[Collected data entries]
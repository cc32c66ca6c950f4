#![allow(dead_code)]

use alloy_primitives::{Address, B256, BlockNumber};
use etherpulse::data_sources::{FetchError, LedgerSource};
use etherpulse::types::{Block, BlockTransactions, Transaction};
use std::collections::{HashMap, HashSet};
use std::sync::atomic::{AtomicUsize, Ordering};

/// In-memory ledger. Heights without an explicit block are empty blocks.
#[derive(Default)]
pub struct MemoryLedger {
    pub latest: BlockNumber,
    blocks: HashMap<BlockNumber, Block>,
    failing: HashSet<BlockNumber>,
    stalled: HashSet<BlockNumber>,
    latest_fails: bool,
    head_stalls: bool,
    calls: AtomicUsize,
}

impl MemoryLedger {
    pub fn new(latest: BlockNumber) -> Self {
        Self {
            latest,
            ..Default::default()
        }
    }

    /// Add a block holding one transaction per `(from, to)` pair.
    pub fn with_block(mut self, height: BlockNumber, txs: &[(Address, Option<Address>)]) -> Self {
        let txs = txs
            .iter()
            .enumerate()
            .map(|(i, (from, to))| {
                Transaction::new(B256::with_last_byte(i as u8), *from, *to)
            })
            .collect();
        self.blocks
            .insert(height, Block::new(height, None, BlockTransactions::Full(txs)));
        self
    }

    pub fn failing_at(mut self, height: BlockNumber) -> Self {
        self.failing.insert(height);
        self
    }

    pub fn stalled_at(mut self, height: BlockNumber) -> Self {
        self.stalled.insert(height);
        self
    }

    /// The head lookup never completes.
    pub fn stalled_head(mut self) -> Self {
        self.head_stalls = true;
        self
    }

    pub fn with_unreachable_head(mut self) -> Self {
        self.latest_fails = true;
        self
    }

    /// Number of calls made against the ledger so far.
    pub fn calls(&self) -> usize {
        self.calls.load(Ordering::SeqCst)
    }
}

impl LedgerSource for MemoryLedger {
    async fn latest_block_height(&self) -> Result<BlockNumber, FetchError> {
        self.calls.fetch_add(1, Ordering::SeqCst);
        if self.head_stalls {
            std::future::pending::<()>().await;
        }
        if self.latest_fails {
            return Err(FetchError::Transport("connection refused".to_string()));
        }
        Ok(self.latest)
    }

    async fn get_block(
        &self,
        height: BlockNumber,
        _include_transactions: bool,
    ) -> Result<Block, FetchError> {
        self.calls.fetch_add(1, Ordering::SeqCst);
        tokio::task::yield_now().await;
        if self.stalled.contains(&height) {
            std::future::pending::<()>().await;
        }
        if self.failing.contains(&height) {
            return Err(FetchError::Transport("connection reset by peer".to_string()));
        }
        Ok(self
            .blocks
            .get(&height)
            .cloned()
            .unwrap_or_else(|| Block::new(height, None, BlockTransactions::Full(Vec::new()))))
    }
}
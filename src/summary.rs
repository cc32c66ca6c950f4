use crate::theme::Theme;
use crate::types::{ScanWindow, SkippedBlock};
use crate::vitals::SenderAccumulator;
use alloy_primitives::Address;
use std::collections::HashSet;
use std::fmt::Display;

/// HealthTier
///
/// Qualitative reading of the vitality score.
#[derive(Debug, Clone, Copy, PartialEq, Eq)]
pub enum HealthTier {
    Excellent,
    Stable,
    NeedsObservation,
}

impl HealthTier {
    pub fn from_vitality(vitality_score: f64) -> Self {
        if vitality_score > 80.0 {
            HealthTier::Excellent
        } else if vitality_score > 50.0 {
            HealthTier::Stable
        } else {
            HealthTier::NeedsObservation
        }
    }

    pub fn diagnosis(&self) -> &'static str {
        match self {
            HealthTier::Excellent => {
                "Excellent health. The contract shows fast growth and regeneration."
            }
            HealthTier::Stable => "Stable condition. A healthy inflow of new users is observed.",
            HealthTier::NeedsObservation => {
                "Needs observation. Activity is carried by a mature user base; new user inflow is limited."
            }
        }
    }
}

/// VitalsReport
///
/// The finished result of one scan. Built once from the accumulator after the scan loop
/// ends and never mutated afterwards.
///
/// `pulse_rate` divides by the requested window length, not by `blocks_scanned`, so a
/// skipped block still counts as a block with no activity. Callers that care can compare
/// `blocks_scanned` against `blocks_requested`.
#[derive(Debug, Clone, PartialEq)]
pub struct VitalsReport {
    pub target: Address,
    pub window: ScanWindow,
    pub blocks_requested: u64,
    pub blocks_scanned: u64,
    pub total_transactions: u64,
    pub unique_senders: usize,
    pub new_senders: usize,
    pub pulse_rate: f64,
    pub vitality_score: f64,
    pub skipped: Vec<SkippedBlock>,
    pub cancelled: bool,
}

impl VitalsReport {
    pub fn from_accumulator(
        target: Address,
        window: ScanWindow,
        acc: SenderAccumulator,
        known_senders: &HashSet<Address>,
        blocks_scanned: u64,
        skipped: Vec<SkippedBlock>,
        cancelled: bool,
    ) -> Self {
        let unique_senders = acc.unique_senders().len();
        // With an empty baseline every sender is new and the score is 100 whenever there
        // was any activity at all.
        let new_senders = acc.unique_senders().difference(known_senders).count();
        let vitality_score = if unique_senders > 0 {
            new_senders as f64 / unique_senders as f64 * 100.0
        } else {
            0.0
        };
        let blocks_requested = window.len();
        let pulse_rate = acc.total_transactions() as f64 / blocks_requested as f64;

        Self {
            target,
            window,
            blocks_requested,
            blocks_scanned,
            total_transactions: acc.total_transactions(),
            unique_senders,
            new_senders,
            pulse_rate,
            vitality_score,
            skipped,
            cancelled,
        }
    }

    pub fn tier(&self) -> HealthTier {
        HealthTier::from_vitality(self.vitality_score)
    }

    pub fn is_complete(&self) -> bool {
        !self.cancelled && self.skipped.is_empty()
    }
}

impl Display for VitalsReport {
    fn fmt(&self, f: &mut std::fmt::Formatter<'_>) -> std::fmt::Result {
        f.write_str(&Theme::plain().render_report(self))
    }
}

◆ **WORK TASK**:
How many lines of the entries hold the word "against"? Respond with the number alone.

◆ **REPLY TO THE TASK**:
2